Understanding the interplay between these factors is a key skill. For example, on a bright, sunny day (high light intensity), the limiting factor is likely to be CO₂ concentration. Commercial farmers often manipulate these factors in greenhouses to maximise their crop yield and profit, for instance, by using artificial lighting, paraffin heaters (which produce CO₂), and temperature controls.
Required Practical: Investigating the Effect of Light Intensity on the Rate of Photosynthesis
This is a classic experiment you must know inside out.
- Apparatus: A beaker of water, a source of white light (e.g., a lamp), a ruler, a test tube, a funnel, and a piece of aquatic plant (e.g., Elodea or Cabomba).
- Method:
- Set up the apparatus with the pondweed under the funnel in the beaker of water.
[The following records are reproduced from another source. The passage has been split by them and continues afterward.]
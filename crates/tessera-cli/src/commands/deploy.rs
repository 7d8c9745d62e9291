//! Contract deployment

use std::path::{Path, PathBuf};

use clap::Args;
use tessera_sdk::types::format_address;
use tessera_sdk::CallOrchestrator;
use tracing::{debug, info};

use super::{connect, record_path};
use crate::compiler::ExternalCompiler;
use crate::record::{BuildRecord, ContractRecord, RECORD_DIR};
use crate::{config::Config, output::Output, CliError};

/// Compile a contract, deploy it and add it to the build record
#[derive(Debug, Args)]
pub struct DeployArgs {
    /// Contract source file
    pub source: PathBuf,
    /// Name in the build record, defaults to the file stem
    #[arg(long)]
    pub name: Option<String>,
    /// Compiler executable, overrides the configured one
    #[arg(long)]
    pub compiler: Option<String>,
}

impl DeployArgs {
    pub async fn execute(self, config: &Config, json: bool) -> Result<(), CliError> {
        let name = match self.name {
            Some(name) => name,
            None => self
                .source
                .file_stem()
                .and_then(|s| s.to_str())
                .map(str::to_string)
                .ok_or_else(|| {
                    CliError::InvalidInput(format!("cannot derive a name from {}", self.source.display()))
                })?,
        };
        let path = record_path()?;
        let mut record = BuildRecord::load(&path)?;

        // Imports resolve against the record, so the compiler sees a generated source
        let source = std::fs::read_to_string(&self.source)?;
        let compile_path = match record.resolve_imports(&source)? {
            Some(resolved) => {
                let file_name = self.source.file_name().unwrap_or(self.source.as_os_str());
                let generated = generated_sources_dir(&path).join(file_name);
                if let Some(parent) = generated.parent() {
                    std::fs::create_dir_all(parent)?;
                }
                std::fs::write(&generated, resolved)?;
                debug!(source = %generated.display(), "Resolved imports");
                generated
            }
            None => self.source.clone(),
        };

        let compiler = ExternalCompiler::new(self.compiler.as_deref().unwrap_or(&config.compiler));
        let compiled = compiler.build(&compile_path)?;
        info!(contract = %name, bytes = compiled.bytecode.len(), "Compiled");

        let mut orchestrator = CallOrchestrator::new(connect(config).await?, config.orchestrator_config()?);
        let deployment = orchestrator.deploy(&compiled.bytecode).await?;
        orchestrator.into_client().close().await?;

        let address = format_address(&deployment.address);
        record.insert(
            name.clone(),
            ContractRecord::new(&name, address.clone(), &compiled.signature, compiled.full_signature),
        );
        record.save(&path)?;

        Output::new(json)
            .field("contract", &name)
            .field("address", &address)
            .field("tx_hash", &format!("{:?}", deployment.tx_hash))
            .field("record", &path.display().to_string())
            .message(&format!("Deployed {} at {}", name, address))
            .print();
        Ok(())
    }
}

/// Import-resolved sources live next to the build record
fn generated_sources_dir(record_path: &Path) -> PathBuf {
    record_path
        .parent()
        .map(Path::to_path_buf)
        .unwrap_or_else(|| PathBuf::from(RECORD_DIR))
        .join("sources")
}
- Place the lamp a set distance (e.g., 10 cm) from the beaker.
- Allow the plant to acclimatise for 5 minutes.
- Count the number of oxygen bubbles produced in one minute. This is a measure of the rate of photosynthesis.
- Repeat the count twice more and calculate a mean.
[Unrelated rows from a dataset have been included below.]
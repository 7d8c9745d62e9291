//! # tessera-cli
//!
//! Command-line interface for deploying and calling contracts on an
//! EVM-style node.
//!
//! ## Usage
//!
//! ```bash
//! # Compile with the external compiler, deploy, and record the result
//! tessera deploy token.se
//!
//! # Contract calls by recorded name
//! tessera call token balance 0x742d35cc6634c0532925a3b844bc9e7595f0ab3d
//! tessera send token transfer 0x742d35cc6634c0532925a3b844bc9e7595f0ab3d 100
//!
//! # Raw JSON-RPC
//! tessera rpc eth_blockNumber
//! tessera --http http://localhost:8545 rpc eth_getBalance 0x742d... latest
//! ```

use std::path::PathBuf;

use clap::{Parser, Subcommand};
use tracing_subscriber::{fmt, layer::SubscriberExt, util::SubscriberInitExt, EnvFilter};

mod args;
mod commands;
mod compiler;
mod config;
mod error;
mod output;
mod record;

pub use config::{Config, TransportKind};
pub use error::CliError;
pub use output::Output;

/// Tessera CLI
#[derive(Parser, Debug)]
#[command(name = "tessera")]
#[command(author, version, about, long_about = None)]
struct Cli {
    /// Output in JSON format
    #[arg(long, global = true)]
    json: bool,

    /// Connect over the IPC socket at this path
    #[arg(long, global = true, conflicts_with = "http")]
    ipc: Option<PathBuf>,

    /// Connect over HTTP to this URL
    #[arg(long, global = true)]
    http: Option<String>,

    /// Seconds between confirmation checks
    #[arg(long, global = true)]
    block_time: Option<u64>,

    /// Log level (overridden by RUST_LOG)
    #[arg(long, global = true, default_value = "info")]
    log_level: String,

    #[command(subcommand)]
    command: Commands,
}

/// CLI commands
#[derive(Debug, Subcommand)]
enum Commands {
    /// Call a contract function without a transaction
    Call(commands::call::CallArgs),
    /// Call a contract function in a transaction
    Send(commands::send::SendArgs),
    /// Compile and deploy a contract
    Deploy(commands::deploy::DeployArgs),
    /// Send a raw JSON-RPC request
    Rpc(commands::rpc::RpcArgs),
    /// Show or edit configuration
    Config {
        /// Show current configuration
        #[arg(long)]
        show: bool,
        /// Set the transport (ipc or http)
        #[arg(long, value_parser = parse_transport)]
        set_transport: Option<TransportKind>,
        /// Set the IPC socket path
        #[arg(long)]
        set_ipc_path: Option<PathBuf>,
        /// Set the HTTP endpoint
        #[arg(long)]
        set_http_url: Option<String>,
        /// Set the sender address
        #[arg(long)]
        set_sender: Option<String>,
        /// Set the compiler executable
        #[arg(long)]
        set_compiler: Option<String>,
    },
}

fn parse_transport(s: &str) -> Result<TransportKind, String> {
    match s {
        "ipc" => Ok(TransportKind::Ipc),
        "http" => Ok(TransportKind::Http),
        other => Err(format!("unknown transport '{}', expected ipc or http", other)),
    }
}

/// Edits requested by `config --set-*`
#[derive(Debug, Default)]
struct ConfigEdits {
    transport: Option<TransportKind>,
    ipc_path: Option<PathBuf>,
    http_url: Option<String>,
    sender: Option<String>,
    compiler: Option<String>,
}

#[tokio::main]
async fn main() {
    let cli = Cli::parse();

    // Logs go to stderr so --json output stays parseable
    let filter = EnvFilter::try_from_default_env().unwrap_or_else(|_| EnvFilter::new(&cli.log_level));
    tracing_subscriber::registry()
        .with(fmt::layer().with_writer(std::io::stderr))
        .with(filter)
        .init();

    let result = run(cli.command, cli.ipc, cli.http, cli.block_time, cli.json).await;

    if let Err(e) = result {
        if cli.json {
            println!(
                "{}",
                serde_json::json!({
                    "error": e.to_string(),
                    "success": false
                })
            );
        } else {
            eprintln!("Error: {}", e);
        }
        std::process::exit(1);
    }
}

async fn run(
    command: Commands,
    ipc: Option<PathBuf>,
    http: Option<String>,
    block_time: Option<u64>,
    json: bool,
) -> Result<(), CliError> {
    let mut config = Config::load()?;

    let command = match command {
        Commands::Config {
            show,
            set_transport,
            set_ipc_path,
            set_http_url,
            set_sender,
            set_compiler,
        } => {
            let edits = ConfigEdits {
                transport: set_transport,
                ipc_path: set_ipc_path,
                http_url: set_http_url,
                sender: set_sender,
                compiler: set_compiler,
            };
            return handle_config(&mut config, show, edits, json);
        }
        other => other,
    };

    // Command-line overrides apply to this run only
    if let Some(path) = ipc {
        config.transport = TransportKind::Ipc;
        config.ipc_path = Some(path);
    }
    if let Some(url) = http {
        config.transport = TransportKind::Http;
        config.http_url = url;
    }
    if let Some(secs) = block_time {
        config.block_time_secs = secs;
    }

    match command {
        Commands::Call(cmd) => cmd.execute(&config, json).await,
        Commands::Send(cmd) => cmd.execute(&config, json).await,
        Commands::Deploy(cmd) => cmd.execute(&config, json).await,
        Commands::Rpc(cmd) => cmd.execute(&config, json).await,
        Commands::Config { .. } => Ok(()),
    }
}

fn handle_config(config: &mut Config, show: bool, edits: ConfigEdits, json: bool) -> Result<(), CliError> {
    let mut modified = false;

    if let Some(transport) = edits.transport {
        config.transport = transport;
        modified = true;
    }
    if let Some(path) = edits.ipc_path {
        config.ipc_path = Some(path);
        modified = true;
    }
    if let Some(url) = edits.http_url {
        config.http_url = url;
        modified = true;
    }
    if let Some(sender) = edits.sender {
        tessera_sdk::types::parse_address(&sender)?;
        config.sender = Some(sender);
        modified = true;
    }
    if let Some(compiler) = edits.compiler {
        config.compiler = compiler;
        modified = true;
    }

    if modified {
        let path = config.save()?;
        Output::new(json)
            .field("status", "saved")
            .field("path", &path.display().to_string())
            .message("Configuration saved")
            .print();
    } else if show {
        let ipc_path = config
            .ipc_path
            .as_ref()
            .map(|p| p.display().to_string())
            .unwrap_or_else(|| "(default)".to_string());
        let sender = config.sender.clone().unwrap_or_else(|| "(coinbase)".to_string());
        Output::new(json)
            .field("transport", &config.transport.to_string())
            .field("ipc_path", &ipc_path)
            .field("http_url", &config.http_url)
            .field_u64("block_time_secs", config.block_time_secs)
            .field_u64("max_tries", u64::from(config.max_tries))
            .field_u64("gas", config.gas)
            .field("sender", &sender)
            .field("compiler", &config.compiler)
            .message(&format!(
                "Transport: {}\nIPC path: {}\nHTTP URL: {}\nBlock time: {}s\nGas: {}\nSender: {}\nCompiler: {}",
                config.transport,
                ipc_path,
                config.http_url,
                config.block_time_secs,
                config.gas,
                sender,
                config.compiler
            ))
            .print();
    } else {
        Output::new(json)
            .message("Use --show to display config, or --set-* options to modify")
            .print();
    }

    Ok(())
}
- Move the lamp to different distances (e.g., 20 cm, 30 cm, 40 cm) and repeat steps 3-5.
- Control variables: Ensure the temperature of the water and the concentration of carbon dioxide (by adding a small amount of sodium hydrogen carbonate) remain constant.
- Expected Results: As the distance of the lamp increases, the light intensity decreases, and therefore the number of bubbles produced per minute will decrease. Light intensity is proportional to 1/distance² (the inverse square law - a key point for Higher Tier).
- Common Errors: Miscounting bubbles, the plant not being given enough time to acclimatise, and changes in water temperature from the lamp's heat. Using an LED lamp can reduce heat transfer. Collecting the gas in a measuring cylinder over a set time period is a more accurate way to measure the volume of oxygen produced.